WHAT YOU ARE ASKED TO DO ▸ Copy out every line of the data that has the word "status" somewhere in it.

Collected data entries

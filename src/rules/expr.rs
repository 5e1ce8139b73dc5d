//! Restricted condition expressions for rule files.
//!
//! Grammar: comparisons (`< <= == != >= >`), boolean `and`/`or`/`not`,
//! `is null` / `is not null`, and literals (numbers, strings, booleans,
//! `None`/`null`). Function calls, attribute access, subscripts and
//! identifiers starting with an underscore are rejected at parse time.
//! Comparisons involving null evaluate to false, never an error.

use std::fmt;

use thiserror::Error;

#[derive(Debug, Error, PartialEq)]
pub enum ExprError {
    #[error("unexpected character `{0}`")]
    BadChar(char),
    #[error("unterminated string literal")]
    UnterminatedString,
    #[error("identifier `{0}` is not allowed")]
    ForbiddenIdent(String),
    #[error("construct `{0}` is not allowed")]
    ForbiddenConstruct(&'static str),
    #[error("unexpected token `{0}`")]
    UnexpectedToken(String),
    #[error("unexpected end of expression")]
    UnexpectedEnd,
}

// ── Values ──────────────────────────────────────────────────────────

#[derive(Debug, Clone, PartialEq)]
pub enum Value {
    Null,
    Bool(bool),
    Num(f64),
    Str(String),
}

impl Value {
    fn truthy(&self) -> bool {
        match self {
            Value::Null => false,
            Value::Bool(b) => *b,
            Value::Num(n) => *n != 0.0,
            Value::Str(s) => !s.is_empty(),
        }
    }
}

impl fmt::Display for Value {
    fn fmt(&self, f: &mut fmt::Formatter<'_>) -> fmt::Result {
        match self {
            Value::Null => write!(f, "null"),
            Value::Bool(b) => write!(f, "{b}"),
            Value::Num(n) => write!(f, "{n}"),
            Value::Str(s) => write!(f, "{s:?}"),
        }
    }
}

/// Convert a JSON value from the evaluation context.
pub fn value_from_json(v: &serde_json::Value) -> Value {
    match v {
        serde_json::Value::Null => Value::Null,
        serde_json::Value::Bool(b) => Value::Bool(*b),
        serde_json::Value::Number(n) => Value::Num(n.as_f64().unwrap_or(f64::NAN)),
        serde_json::Value::String(s) => Value::Str(s.clone()),
        _ => Value::Null,
    }
}
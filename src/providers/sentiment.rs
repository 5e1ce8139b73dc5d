//! Sentiment classification over a black-box model service.
//!
//! The contract is `classify(texts) → [{label, score}]` with the final
//! score `p(pos) − p(neg)` clamped to [-1, 1]. When the per-batch failure
//! rate crosses the threshold the whole batch degrades to `model_off` and
//! every item reads neutral.

use std::time::Duration;

use serde::Serialize;
use serde_json::Value;

use crate::envcfg;

#[derive(Debug, Clone, Serialize)]
pub struct Sentiment {
    pub label: String,
    pub score: f64,
}

#[derive(Debug, Clone)]
pub struct BatchSentiment {
    pub items: Vec<Sentiment>,
    /// `Some("model_off")` when consumers must treat sentiment as neutral.
    pub degrade: Option<String>,
}

enum Backend {
    Api { http: reqwest::Client, url: String },
    Off,
    Mock,
}

pub struct SentimentClient {
    backend: Backend,
    pos_thresh: f64,
    neg_thresh: f64,
    max_fail_rate: f64,
}

impl SentimentClient {
    pub fn from_env() -> SentimentClient {
        let backend = match envcfg::env_str("SENTIMENT_BACKEND", "off").as_str() {
            "api" => match envcfg::env_opt("SENTIMENT_API_URL") {
                Some(url) => Backend::Api {
                    http: super::http_client(Duration::from_secs(
                        envcfg::env_u64("SENTIMENT_TIMEOUT_S", 5),
                    )),
                    url,
                },
                None => {
                    tracing::warn!(stage = "sentiment.degrade", reason = "no_url");
                    Backend::Off
                }
            },
            "mock" => Backend::Mock,
            _ => Backend::Off,
        };

        SentimentClient {
            backend,
            pos_thresh: envcfg::env_f64("SENTIMENT_POS_THRESH", 0.25),
            neg_thresh: envcfg::env_f64("SENTIMENT_NEG_THRESH", -0.25),
            max_fail_rate: envcfg::env_f64("SENTIMENT_FAIL_RATE", 0.3),
        }
    }

    pub fn mock() -> SentimentClient {
        SentimentClient {
            backend: Backend::Mock,
            pos_thresh: 0.25,
            neg_thresh: -0.25,
            max_fail_rate: 0.3,
        }
    }

    fn label_for(&self, score: f64) -> &'static str {
        if score >= self.pos_thresh {
            "positive"
        } else if score <= self.neg_thresh {
            "negative"
        } else {
            "neutral"
        }
    }

    fn neutral_batch(&self, len: usize) -> BatchSentiment {
        BatchSentiment {
            items: vec![
                Sentiment {
                    label: "neutral".to_string(),
                    score: 0.0,
                };
                len
            ],
            degrade: Some("model_off".to_string()),
        }
    }

    pub async fn classify(&self, texts: &[String]) -> BatchSentiment {
        match &self.backend {
            Backend::Off => self.neutral_batch(texts.len()),
            Backend::Mock => {
                let items = texts
                    .iter()
                    .map(|t| {
                        let lower = t.to_lowercase();
                        let score = if ["rug", "scam", "dump", "honeypot"]
                            .iter()
                            .any(|w| lower.contains(w))
                        {
                            -0.8
                        } else if ["bullish", "moon", "gem", "pump", "launch"]
                            .iter()
                            .any(|w| lower.contains(w))
                        {
                            0.8
                        } else {
                            0.0
                        };
                        Sentiment {
                            label: self.label_for(score).to_string(),
                            score,
                        }
                    })
                    .collect();
                BatchSentiment {
                    items,
                    degrade: None,
                }
            }
            Backend::Api { http, url } => {
                let resp = http
                    .post(url)
                    .json(&serde_json::json!({ "inputs": texts }))
                    .send()
                    .await;

                let rows: Vec<Value> = match resp {
                    Ok(r) if r.status().is_success() => {
                        r.json().await.unwrap_or_default()
                    }
                    Ok(r) => {
                        tracing::warn!(stage = "sentiment.error", status = r.status().as_u16());
                        return self.neutral_batch(texts.len());
                    }
                    Err(e) => {
                        tracing::warn!(stage = "sentiment.error", error = %e);
                        return self.neutral_batch(texts.len());
                    }
                };

                let mut failures = 0usize;
                let mut items = Vec::with_capacity(texts.len());
                for i in 0..texts.len() {
                    match rows.get(i).and_then(parse_probs) {
                        Some((pos, neg)) => {
                            let score = (pos - neg).clamp(-1.0, 1.0);
                            items.push(Sentiment {
                                label: self.label_for(score).to_string(),
                                score,
                            });
                        }
                        None => {
                            failures += 1;
                            items.push(Sentiment {
                                label: "neutral".to_string(),
                                score: 0.0,
                            });
                        }
                    }
                }

                if !texts.is_empty() && failures as f64 / texts.len() as f64 > self.max_fail_rate {
                    tracing::warn!(
                        stage = "sentiment.degrade",
                        reason = "model_off",
                        failures = failures,
                        total = texts.len(),
                    );
                    return self.neutral_batch(texts.len());
                }

                BatchSentiment {
                    items,
                    degrade: None,
                }
            }
        }
    }
}

/// The model returns per-item label/probability lists; pull p(pos) and
/// p(neg) out of whatever casing it used.
fn parse_probs(row: &Value) -> Option<(f64, f64)> {
    let entries = row.as_array()?;
    let mut pos = 0.0;
    let mut neg = 0.0;
    for entry in entries {
        let label = entry.get("label")?.as_str()?.to_lowercase();
        let score = entry.get("score")?.as_f64()?;
        if label.starts_with("pos") {
            pos = score;
        } else if label.starts_with("neg") {
            neg = score;
        }
    }
    Some((pos, neg))
}

#[cfg(test)]
mod tests {
    use super::*;

    #[tokio::test]
    async fn mock_backend_scores_keywords() {
        let client = SentimentClient::mock();
        let batch = client
            .classify(&[
                "this gem is going to moon".to_string(),
                "total rug, stay away".to_string(),
                "gm".to_string(),
            ])
            .await;
        assert_eq!(batch.items[0].label, "positive");
        assert_eq!(batch.items[1].label, "negative");
        assert_eq!(batch.items[2].label, "neutral");
        assert!(batch.degrade.is_none());
    }

    #[test]
    fn prob_parsing() {
        let row = serde_json::json!([
            {"label": "POSITIVE", "score": 0.9},
            {"label": "NEGATIVE", "score": 0.05},
        ]);
        assert_eq!(parse_probs(&row), Some((0.9, 0.05)));
    }
}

YOUR RESPONSE ▸
                    Ok(r) if r.status().is_success() => {
                        tracing::warn!(stage = "sentiment.error", status = r.status().as_u16());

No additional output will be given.